Eeehh? Begitu ya? Jadi memang itu tuan putri?” ucapku kembali berakting.
“Vivian!
Tanpa ada kata ‘tuan’ dan ‘putri’.”
“Tapi
tuan putri juga memanggilku dengan panggilan tuan juga. Mana mungkin aku bisa
me-.”
“Baiklah
Enutra.” lagi-lagi Vivian memotong ucapanku. Terbayang wajahnya yang sedang
tersenyum di belakangku.
“Huft..
Viv.. Vivian.. Maafkan aku jika aku tidak sopan.”
Tak
ada jawaban langsung darinya setelah aku menyebutkan namanya. Ia hanya
memelukku erat dari belakang dan menyandarkan tubuhnya yang hangat padaku. Bila
memang ada cermin di depan, mungkin sudah jelas terlihat betapa merahnya
wajahku saat ini. Dada Vivian benar-benar menempel pada punggungku. Hangat dan
lembut.
“Lalu,
apa sebenarnya yang ingin kamu tanyakan padaku?”
Aku
terdiam sesaat, tidak langsung menanggapinya. Mungkin saat ini bukan waktu yang
tepat untuk menanyakan beberapa hal yang sensitif padanya. Sebelumnya aku
mencoba untuk menanyakan hubungan antara dirinya dan seseorang bernama Brian
Veroka. Namun mungkin lain kali aku akan mencoba untuk menanyakannya kembali
disaat waktu yang lebih tepat.
“Tidak
jadi.” jawabku pendek sambil menampakkan senyuman di wajahku.
“Umm..
Jadi begitu? Baiklah kalau memang begitu.” ucapnya dengan nada seolah belum
melepas rasa penasarannya.
“Coba
lihat itu.” sementara aku mencoba untuk mengalihkan pembicaraan sambil menunjuk
pada suatu tempat. “Sepertinya di depan nanti akan ada sebuah kota yang akan
menanti kita.”
Vivian
lalu memegang pundakku dan kemudian menengok dari samping. “Sepertinya begitu.

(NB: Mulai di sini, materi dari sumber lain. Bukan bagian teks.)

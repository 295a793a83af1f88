//! Lessoncache CLI - drive the offline caching proxy from a terminal.
//!
//! Each subcommand assembles a proxy over the file-backed cache in the
//! configured cache directory, performs one operation and exits once any
//! background refreshes it started have finished.

use std::io::{self, Write};
use std::path::{Path, PathBuf};
use std::sync::Arc;

use anyhow::{bail, Context, Result};
use clap::{Parser, Subcommand};
use tracing::info;
use tracing_appender::non_blocking::WorkerGuard;
use tracing_subscriber::{fmt, prelude::*, EnvFilter};

use lessoncache_core::store::format_age;
use lessoncache_core::{
    CacheKey, ControlMessage, ControlReply, DeferredQueue, FileStorage, HttpFetcher, Proxy,
    ProxyConfig,
};

// ============================================================================
// Constants
// ============================================================================

/// Prefix for daily rolling log files
const LOG_FILE_PREFIX: &str = "lessoncache.log";

#[derive(Parser, Debug)]
#[command(name = "lessoncache")]
#[command(about = "Offline caching proxy for lesson content")]
#[command(version)]
struct Args {
    /// Path to config file (default: $XDG_CONFIG_HOME/lessoncache/config.json)
    #[arg(short, long, global = true)]
    config: Option<PathBuf>,

    /// Also write logs to a daily rolling file in this directory
    #[arg(long, global = true)]
    log_dir: Option<PathBuf>,

    #[command(subcommand)]
    command: Command,
}

#[derive(Subcommand, Debug)]
enum Command {
    /// Install the configured version and activate it
    Install {
        /// Wait for sessions held by older versions instead of taking over
        #[arg(long)]
        wait: bool,
    },
    /// Serve one GET request through the proxy
    Fetch {
        /// URL or path relative to the origin
        url: String,

        /// Treat as a page navigation
        #[arg(long)]
        navigate: bool,

        /// Write the body here instead of stdout
        #[arg(short, long)]
        output: Option<PathBuf>,
    },
    /// Print the current version
    Version,
    /// Delete every cached generation
    Clear,
    /// Fetch one resource into the cache
    Prewarm { url: String },
    /// Send a raw control message, e.g. '{"type":"GetVersion"}'
    Control { message: String },
    /// List cached generations
    Generations,
    /// List entries in a generation (default: current)
    Entries { generation: Option<String> },
    /// Queue a JSON record for deferred delivery
    Enqueue { payload: String },
    /// Deliver queued records to the sync endpoint
    Sync,
}

/// Initialize the tracing subscriber for logging
fn init_tracing(log_dir: Option<&Path>) -> Option<WorkerGuard> {
    // Use RUST_LOG env var to control log level (e.g., RUST_LOG=debug)
    let filter = EnvFilter::try_from_default_env().unwrap_or_else(|_| EnvFilter::new("warn"));

    let (file_layer, guard) = match log_dir {
        Some(dir) => {
            let appender = tracing_appender::rolling::daily(dir, LOG_FILE_PREFIX);
            let (writer, guard) = tracing_appender::non_blocking(appender);
            (
                Some(fmt::layer().with_writer(writer).with_ansi(false)),
                Some(guard),
            )
        }
        None => (None, None),
    };

    tracing_subscriber::registry()
        .with(fmt::layer().with_writer(io::stderr))
        .with(file_layer)
        .with(filter)
        .init();

    guard
}

#[tokio::main]
async fn main() -> Result<()> {
    // Load .env file if present (silently ignore if not found)
    let _ = dotenvy::dotenv();

    let args = Args::parse();
    let _guard = init_tracing(args.log_dir.as_deref());

    let config = ProxyConfig::load(args.config.as_deref()).context("Failed to load config")?;
    let proxy = build_proxy(config).await?;
    info!(version = %proxy.config().version, "Lessoncache starting");

    let result = run(&proxy, args.command).await;

    // Let revalidation and prewarm tasks finish before exiting
    proxy.tasks().wait_idle().await;
    result
}

async fn build_proxy(config: ProxyConfig) -> Result<Proxy> {
    let generations = config.generations_dir()?;
    let storage = FileStorage::new(&generations)
        .with_context(|| format!("Failed to open cache at {}", generations.display()))?;
    let fetcher = HttpFetcher::new().context("Failed to build HTTP client")?;

    let queue_path = config.queue_path()?;
    let queue = DeferredQueue::open(&queue_path)
        .await
        .with_context(|| format!("Failed to open queue at {}", queue_path.display()))?;

    Ok(Proxy::open(config, Arc::new(storage), Arc::new(fetcher), queue).await?)
}

async fn run(proxy: &Proxy, command: Command) -> Result<()> {
    match command {
        Command::Install { wait } => {
            if !wait {
                proxy.state().skip_waiting();
            }
            let report = proxy
                .run_lifecycle()
                .await
                .context("Installation failed")?;
            println!("Installed and activated {}", proxy.config().version);
            for generation in &report.deleted {
                println!("  removed {}", generation);
            }
            for generation in &report.failed {
                eprintln!("  could not remove {} (will retry on next activation)", generation);
            }
        }
        Command::Fetch {
            url,
            navigate,
            output,
        } => {
            let result = proxy.get(&url, navigate).await?;
            let age = result
                .cached_at
                .map(|at| format!(", cached {}", format_age(at)))
                .unwrap_or_default();
            eprintln!("{} ({}{})", result.response.status, result.source, age);

            match output {
                Some(path) => std::fs::write(&path, &result.response.body)
                    .with_context(|| format!("Failed to write {}", path.display()))?,
                None => io::stdout().write_all(&result.response.body)?,
            }
        }
        Command::Version => {
            let reply = proxy.control().request(ControlMessage::GetVersion).await?;
            print_json(&reply)?;
        }
        Command::Clear => {
            let reply = proxy.control().request(ControlMessage::ClearCache).await?;
            print_json(&reply)?;
            if let ControlReply::Cleared { success: false, error } = reply {
                bail!("Clear failed: {}", error.unwrap_or_default());
            }
        }
        Command::Prewarm { url } => {
            let url = proxy.resolve(&url)?;
            proxy
                .control()
                .request(ControlMessage::PrewarmResource { url: url.clone() })
                .await?;
            proxy.tasks().wait_idle().await;

            if proxy.engine().store().lookup(&CacheKey::get(&url)).await.is_none() {
                bail!("Prewarm of {} failed, see logs", url);
            }
            println!("Prewarmed {}", url);
        }
        Command::Control { message } => match proxy.control().post_json(&message).await? {
            Some(reply) => print_json(&reply)?,
            None => eprintln!("Message ignored"),
        },
        Command::Generations => {
            let storage = proxy.engine().store().storage();
            let current = proxy.state().current_generation();
            for generation in storage.generations().await? {
                let marker = if current.as_deref() == Some(generation.as_str()) {
                    "*"
                } else {
                    " "
                };
                println!("{} {}", marker, generation);
            }
        }
        Command::Entries { generation } => {
            let storage = proxy.engine().store().storage();
            let generation = generation
                .or_else(|| proxy.state().current_generation())
                .unwrap_or_else(|| proxy.config().version.clone());
            for key in storage.keys(&generation).await? {
                if let Some(entry) = storage.get(&generation, &key).await? {
                    println!(
                        "{:>3}  {:>8}  {:>9}  {}",
                        entry.response.status,
                        entry.response.body.len(),
                        entry.age_display(),
                        key
                    );
                }
            }
        }
        Command::Enqueue { payload } => {
            let payload = serde_json::from_str(&payload).context("Payload is not valid JSON")?;
            let record = proxy.enqueue(payload).await?;
            println!("Queued record {} ({} pending)", record.id, proxy.queue().len().await);
        }
        Command::Sync => {
            let outcome = proxy.sync().await?;
            print_json(&outcome)?;
        }
    }
    Ok(())
}

fn print_json<T: serde::Serialize>(value: &T) -> Result<()> {
    println!("{}", serde_json::to_string_pretty(value)?);
    Ok(())
}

Mungkin kota yang akan menanti kita di depan adalah Kota Celadoni.”
“Kota
Celadoni?” tanyaku pendek.
“Ya,
salah satu kota pelabuhan terbesar di kerajaan ini.”
“Umm..
Begitu ya?” ucapku lagi pendek.
Kota
Celadoni. Entah kemana sebenarnya arah yang seharusnya kutuju selama ini. Tapi
mungkin, di kota tersebut akan kutemukan berbagai petunjuk dari segala hal yang
masih meliputi pikiranku. Begitu pula dengan keberadaan Mikoto dan Dionze masih
belum kuketahui. Semoga hal baik akan selalu menuntunku setelah ini.